01 octubre, 2012

Alonso Lujambio

Roberto Gil Zuarth*

“Me siento como Sísifo: empujando la piedra hacia la cima de la montaña para luego volver a empezar”. Con esa voz trémula, frágil y profundamente cálida que lo acompañaría en sus últimos días, Alonso me explicaba, pocos días antes de su cumpleaños, la difícil prueba de voluntad a la que se sometía para enfrentar su enfermedad. Cuando parecía derrotarla, regresaba inclemente una y otra vez. Pero Alonso volvía a emprender la marcha cima arriba. Ese ejemplo quiso dejar hasta al final: la conciencia de una lucha, la libertad que da un propósito.

Alonso siempre tuvo un gis en la mano.
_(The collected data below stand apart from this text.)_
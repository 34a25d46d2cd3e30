//! Per-variant brightness detection.

use std::sync::Arc;

use async_trait::async_trait;
use tracing::{debug, info, instrument};
use uuid::Uuid;

use atelier_core::{Brightness, Error, GenerationBackend, ProductFeatureStore, Result};
use atelier_inference::{decode_object, BRIGHTNESS_PROMPT};

use crate::handler::{ItemHandler, ItemResult};
use crate::images::{load_part, ImageLoader};

/// Classifies a variant's representative image as light, medium or dark.
pub struct BrightnessDetector {
    store: Arc<dyn ProductFeatureStore>,
    backend: Arc<dyn GenerationBackend>,
    images: Arc<dyn ImageLoader>,
}

impl BrightnessDetector {
    pub fn new(
        store: Arc<dyn ProductFeatureStore>,
        backend: Arc<dyn GenerationBackend>,
        images: Arc<dyn ImageLoader>,
    ) -> Self {
        Self {
            store,
            backend,
            images,
        }
    }

    /// Detect and persist the brightness of one variant.
    #[instrument(skip(self), fields(subsystem = "jobs", component = "brightness", variant_id = %id))]
    pub async fn detect(&self, id: Uuid) -> Result<ItemResult> {
        let variant = self
            .store
            .get_variant(id)
            .await?
            .ok_or_else(|| Error::NotFound(format!("variant {}", id)))?;

        let Some(image) = variant.main_image() else {
            debug!("Variant has no images");
            return Ok(ItemResult::Skipped("no images".to_string()));
        };

        let part = load_part(self.images.as_ref(), image, image_mime_type(&image.path)).await?;
        let raw = self
            .backend
            .generate_json_with_images(BRIGHTNESS_PROMPT, std::slice::from_ref(&part))
            .await?;
        let brightness = parse_brightness(&raw)?;

        self.store
            .set_variant_brightness(id, brightness.as_str())
            .await?;
        info!(color = %variant.color, brightness = %brightness, "Variant brightness detected");
        Ok(ItemResult::Success)
    }
}

#[async_trait]
impl ItemHandler for BrightnessDetector {
    fn name(&self) -> &'static str {
        "variant_brightness"
    }

    async fn process(&self, id: Uuid) -> ItemResult {
        match self.detect(id).await {
            Ok(result) => result,
            Err(e) => ItemResult::Failed(e.to_string()),
        }
    }
}

/// JPEG for `.jpg`/`.jpeg`, PNG otherwise.
pub fn image_mime_type(path: &str) -> &'static str {
    let lower = path.to_lowercase();
    if lower.ends_with(".jpg") || lower.ends_with(".jpeg") {
        "image/jpeg"
    } else {
        "image/png"
    }
}

/// Read the `brightness` key of a model response.
pub fn parse_brightness(raw: &str) -> Result<Brightness> {
    let data = decode_object(raw)?;
    let value = data
        .get("brightness")
        .and_then(|v| v.as_str())
        .ok_or_else(|| Error::Inference("response has no 'brightness' value".to_string()))?;
    Brightness::parse(value)
        .ok_or_else(|| Error::Inference(format!("invalid brightness value '{}'", value)))
}

#[cfg(test)]
mod tests {
    use super::*;
    use crate::images::FsImageLoader;
    use crate::test_support::{product, variant, write_image, MemoryFeatureStore};
    use atelier_inference::mock::MockGenerationBackend;

    #[test]
    fn test_image_mime_type() {
        assert_eq!(image_mime_type("a/b.JPG"), "image/jpeg");
        assert_eq!(image_mime_type("a/b.jpeg"), "image/jpeg");
        assert_eq!(image_mime_type("a/b.png"), "image/png");
        assert_eq!(image_mime_type("a/b.webp"), "image/png");
    }

    #[test]
    fn test_parse_brightness() {
        assert_eq!(
            parse_brightness(r#"{"brightness": "Dark"}"#).unwrap(),
            Brightness::Dark
        );
        assert!(parse_brightness(r#"{"brightness": "greyish"}"#).is_err());
        assert!(parse_brightness(r#"{"tone": "light"}"#).is_err());
        assert!(parse_brightness("dark").is_err());
    }

    #[tokio::test]
    async fn test_detect_uses_main_image_and_persists() {
        let dir = tempfile::tempdir().unwrap();
        write_image(dir.path(), "side.jpg");
        write_image(dir.path(), "front.jpeg");
        let p = product(
            "Trench",
            &["Coats"],
            vec![variant("Navy", &[("side.jpg", false), ("front.jpeg", true)])],
        );
        let variant_id = p.variants[0].id;
        let store = Arc::new(MemoryFeatureStore::with_products(vec![p]));
        let backend = MockGenerationBackend::new().with_fixed_response(r#"{"brightness": "dark"}"#);

        let detector = BrightnessDetector::new(
            store.clone(),
            Arc::new(backend.clone()),
            Arc::new(FsImageLoader::new(dir.path())),
        );
        assert_eq!(detector.process(variant_id).await, ItemResult::Success);
        assert_eq!(store.brightness(variant_id).as_deref(), Some("dark"));
        assert_eq!(backend.vision_call_count(), 1);
    }

    #[tokio::test]
    async fn test_invalid_value_is_not_persisted() {
        let dir = tempfile::tempdir().unwrap();
        write_image(dir.path(), "a.png");
        let p = product("Tee", &["Shirts"], vec![variant("White", &[("a.png", false)])]);
        let variant_id = p.variants[0].id;
        let store = Arc::new(MemoryFeatureStore::with_products(vec![p]));
        let backend =
            MockGenerationBackend::new().with_fixed_response(r#"{"brightness": "bright"}"#);

        let detector = BrightnessDetector::new(
            store.clone(),
            Arc::new(backend),
            Arc::new(FsImageLoader::new(dir.path())),
        );
        assert!(matches!(detector.process(variant_id).await, ItemResult::Failed(_)));
        assert!(store.brightness(variant_id).is_none());
    }

    #[tokio::test]
    async fn test_variant_without_images_is_skipped() {
        let dir = tempfile::tempdir().unwrap();
        let p = product("Tee", &["Shirts"], vec![variant("White", &[])]);
        let variant_id = p.variants[0].id;
        let store = Arc::new(MemoryFeatureStore::with_products(vec![p]));
        let backend = MockGenerationBackend::new();

        let detector = BrightnessDetector::new(
            store,
            Arc::new(backend.clone()),
            Arc::new(FsImageLoader::new(dir.path())),
        );
        assert!(matches!(detector.process(variant_id).await, ItemResult::Skipped(_)));
        assert_eq!(backend.generate_call_count(), 0);
    }
}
Era, ante todo, un universitario: un hombre entregado a su vocación pedagógica sin otro límite que su curiosidad. No perdía ocasión para explicar la evolución de una institución, la racionalidad de un modelo, el peso de un personaje en el devenir de los acontecimientos. Celoso del dato que pusiera a prueba la validez de un argumento, Alonso nunca cedió a la pretensión de explicar los hechos políticos desde la abstracción cuantitativa. Creía que la historia era la gran institutriz de la política. Por ahí empezaba siempre a desentrañar su objeto de estudio. Se sumergía en los sucesos con el rigor del biólogo. No había para él detalle irrelevante por contingente que fuese. El sitio de una tribuna incidía en el diálogo político tanto o más que la disposición de las personas. Creía que la función de las instituciones era modelar los comportamientos humanos, y por eso se ocupaba en develar sus engranajes. Pero su intención no era meramente descriptiva sino moral: entender a las instituciones era el primer paso para cambiarlas y orientarlas a fines socialmente útiles.
Y a cambiar instituciones dedicó buena parte de su vida profesional. Vivió la transición democrática desde el escritorio del académico. No tengo duda de que le hubiera gustado vivirla desde la política. Explicó la transición como un largo y gradual proceso de institucionalización de la pluralidad sin la recurrente y maniquea anteojera de creer que el cambio político tenía propietarios. Por el contrario, afirmaba que el arribo de la democracia era una contribución colectiva y, por tanto, que su consolidación era deber de todos. Alonso era eso, un demócrata militante, en la academia y en la política. Sabía apartarse de sus afinidades al momento de decidir un caso, lo mismo como autoridad electoral que como responsable de la transparencia. Sentía el deber de medir las implicaciones de cada circunstancia y de razonar sus posiciones. Tenía convicciones firmes, las defendía con las formas de un caballero decimonónico, pero siempre las sometía al ácido de la ética de la responsabilidad. Estaba convencido de que la deliberación era el antídoto a la parcialidad y a las limitaciones del conocimiento. Debatía para convencer y escuchaba para aprender. Nunca renunciaba a convencer o a ser convencido, a cruzar la brecha que lo separaba de las convicciones del otro, a aceptar que quizá no tenía razón, a pactar un equilibrio que dejara razonablemente satisfechas a las partes. Alonso era también eso, un parlamentario fuera del parlamento.
Alonso siempre será la mejor expresión de la identidad panista, de esa identidad que aprecia la libertad y que aspira a la justicia. Conocía como pocos la historia del partido y por eso estaba convencido de su futuro. Insistía recurrentemente en que el partido había dejado de hacer política hacia adentro. Y él no entendía a la política como confrontación, sino precisamente como el instrumento civilizatorio para superarla. Nuestro mayor problema, decía, es que nos hemos vuelto perezosos: hemos renunciado a fijarnos un propósito común, a debatir y entendernos entre nosotros. Se fue con la convicción de que los mejores días del PAN están por venir. Y, estoy seguro, se fue con la nostalgia de no poder ser parte de ellos.
Albert Camus encontraba la conciencia del ser humano en ese breve instante en que la piedra vuelve a rodar cima abajo. Sísifo sabe que su destino le pertenece, que es dueño de sus días. “La lucha por llegar a las cumbres basta para llenar un corazón de hombre”. Y como Camus imaginó a Sísifo, hay que imaginarse a Alonso Lujambio feliz.